Stored data:
§

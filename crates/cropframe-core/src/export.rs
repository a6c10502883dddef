//! Export mapping from on-screen selection to source resolution.
//!
//! The on-screen selection is measured in view pixels. Dividing by the view
//! transform's uniform scale recovers the size of the same region in the
//! source image, independent of the current zoom level.
//!
//! Only uniform, axis-aligned transforms are supported. Skew, rotation,
//! reflection and non-uniform scale are rejected with
//! [`ExportError::UnsupportedTransform`] instead of producing a mis-mapped
//! size.

use crate::geometry::{AffineTransform, Rect, GEOMETRY_EPSILON};
use crate::raster::RasterImage;
use crate::viewport::ViewportState;
use serde::{Deserialize, Serialize};
use thiserror::Error;

/// Errors returned when an export cannot be produced.
#[derive(Debug, Clone, PartialEq, Error)]
pub enum ExportError {
    /// No live selection exists.
    #[error("No selection to export")]
    NoSelection,

    /// No image is loaded or laid out.
    #[error("No image to export")]
    NoImage,

    /// The view transform has skew, rotation, or non-uniform scale.
    #[error("Unsupported view transform for export: {0:?}")]
    UnsupportedTransform([f64; 6]),

    /// The view transform scale is zero or not finite.
    #[error("Degenerate view scale: {0}")]
    DegenerateScale(f64),

    /// The selection maps to an empty pixel region.
    #[error("Selection maps to an empty region ({width}x{height})")]
    EmptyRegion { width: u32, height: u32 },

    /// The target exceeds the renderer's maximum output edge.
    #[error("Output {width}x{height} exceeds maximum edge of {max_edge}px")]
    TooLarge {
        width: u32,
        height: u32,
        max_edge: u32,
    },

    /// The renderer produced no pixels.
    #[error("Renderer returned an empty buffer")]
    EmptyRaster,

    /// The renderer produced a buffer that does not match the target size.
    #[error("Renderer returned {actual_width}x{actual_height}, expected {width}x{height}")]
    SizeMismatch {
        width: u32,
        height: u32,
        actual_width: u32,
        actual_height: u32,
    },
}

/// Output dimensions in source pixels.
#[derive(Debug, Clone, Copy, PartialEq, Eq, Serialize, Deserialize)]
pub struct OutputSize {
    pub width: u32,
    pub height: u32,
}

impl OutputSize {
    pub fn new(width: u32, height: u32) -> Self {
        Self { width, height }
    }

    pub fn longest_edge(&self) -> u32 {
        self.width.max(self.height)
    }
}

/// Resampling quality requested from the renderer.
#[derive(Debug, Clone, Copy, PartialEq, Eq, Default, Serialize, Deserialize)]
#[serde(rename_all = "camelCase")]
pub enum QualityHint {
    /// Fast resampling, suitable for live preview.
    #[default]
    Fast,
    /// High-quality resampling, suitable for final export.
    High,
}

/// Raster primitive supplied by the host.
///
/// Implementations render `region` (container-relative, rendered pixels) of
/// the image as laid out in `viewport` into a buffer of exactly `target`
/// pixels. An empty buffer signals failure.
pub trait Renderer {
    fn render(
        &self,
        region: &Rect,
        viewport: &ViewportState,
        target: OutputSize,
        quality: QualityHint,
    ) -> RasterImage;
}

/// Map a selection to its size in source pixels.
///
/// Target dimensions are `round(width / s)` and `round(height / s)` where
/// `s = sqrt(a² + b²)` is the uniform scale of `transform`. The selection must
/// be expressed in the same units as the transform output.
pub fn map_to_original_resolution(
    selection: &Rect,
    transform: &AffineTransform,
) -> Result<OutputSize, ExportError> {
    let scale = transform.uniform_scale();
    if !(scale.is_finite() && scale > 0.0) {
        return Err(ExportError::DegenerateScale(scale));
    }
    if !transform.is_finite() || !transform.is_uniform_axis_aligned(GEOMETRY_EPSILON) {
        return Err(ExportError::UnsupportedTransform(transform.to_array()));
    }

    let width = (selection.width / scale).round();
    let height = (selection.height / scale).round();
    if !(width >= 1.0 && height >= 1.0) || !width.is_finite() || !height.is_finite() {
        return Err(ExportError::EmptyRegion {
            width: width.max(0.0) as u32,
            height: height.max(0.0) as u32,
        });
    }

    Ok(OutputSize::new(width as u32, height as u32))
}

/// Render `region` through `renderer`, rejecting empty or mis-sized buffers.
pub fn render_checked<R: Renderer + ?Sized>(
    renderer: &R,
    region: &Rect,
    viewport: &ViewportState,
    target: OutputSize,
    quality: QualityHint,
) -> Result<RasterImage, ExportError> {
    let image = renderer.render(region, viewport, target, quality);
    if image.is_empty() {
        return Err(ExportError::EmptyRaster);
    }
    if image.width != target.width || image.height != target.height {
        return Err(ExportError::SizeMismatch {
            width: target.width,
            height: target.height,
            actual_width: image.width,
            actual_height: image.height,
        });
    }
    Ok(image)
}

#[cfg(test)]
mod tests {
    use super::*;

    #[test]
    fn test_identity_maps_one_to_one() {
        let size = map_to_original_resolution(
            &Rect::new(10.0, 10.0, 157.5, 280.0),
            &AffineTransform::IDENTITY,
        )
        .unwrap();
        assert_eq!(size, OutputSize::new(158, 280));
    }

    #[test]
    fn test_zoomed_in_selection_maps_smaller() {
        let t = AffineTransform::scale_translate(2.0, -300.0, -100.0);
        let size = map_to_original_resolution(&Rect::new(0.0, 0.0, 300.0, 200.0), &t).unwrap();
        assert_eq!(size, OutputSize::new(150, 100));
    }

    #[test]
    fn test_zoomed_out_selection_maps_larger() {
        let t = AffineTransform::scale_translate(0.25, 0.0, 0.0);
        let size = map_to_original_resolution(&Rect::new(0.0, 0.0, 90.0, 160.0), &t).unwrap();
        assert_eq!(size, OutputSize::new(360, 640));
    }

    #[test]
    fn test_rotation_is_rejected() {
        let angle: f64 = 0.3;
        let t = AffineTransform::new(angle.cos(), angle.sin(), -angle.sin(), angle.cos(), 0.0, 0.0);
        assert!(matches!(
            map_to_original_resolution(&Rect::new(0.0, 0.0, 100.0, 100.0), &t),
            Err(ExportError::UnsupportedTransform(_))
        ));
    }

    #[test]
    fn test_skew_and_non_uniform_are_rejected() {
        let selection = Rect::new(0.0, 0.0, 100.0, 100.0);
        let skew = AffineTransform::new(1.0, 0.0, 0.5, 1.0, 0.0, 0.0);
        let stretch = AffineTransform::new(2.0, 0.0, 0.0, 1.0, 0.0, 0.0);
        assert!(matches!(
            map_to_original_resolution(&selection, &skew),
            Err(ExportError::UnsupportedTransform(_))
        ));
        assert!(matches!(
            map_to_original_resolution(&selection, &stretch),
            Err(ExportError::UnsupportedTransform(_))
        ));
    }

    #[test]
    fn test_zero_scale_is_degenerate() {
        let t = AffineTransform::scale_translate(0.0, 0.0, 0.0);
        assert_eq!(
            map_to_original_resolution(&Rect::new(0.0, 0.0, 10.0, 10.0), &t),
            Err(ExportError::DegenerateScale(0.0))
        );
    }

    #[test]
    fn test_sub_pixel_selection_is_empty() {
        let t = AffineTransform::scale_translate(10.0, 0.0, 0.0);
        assert!(matches!(
            map_to_original_resolution(&Rect::new(0.0, 0.0, 2.0, 2.0), &t),
            Err(ExportError::EmptyRegion { .. })
        ));
    }

    #[test]
    fn test_export_error_display() {
        let err = ExportError::TooLarge {
            width: 9000,
            height: 100,
            max_edge: 8192,
        };
        assert_eq!(err.to_string(), "Output 9000x100 exceeds maximum edge of 8192px");
    }
}

// ============================================================================
// Property-Based Tests
// ============================================================================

§

- _What the exercise asks_
After reading the entries above, state the number of lines that contain the word "round", adding nothing else.

- _Solution_
3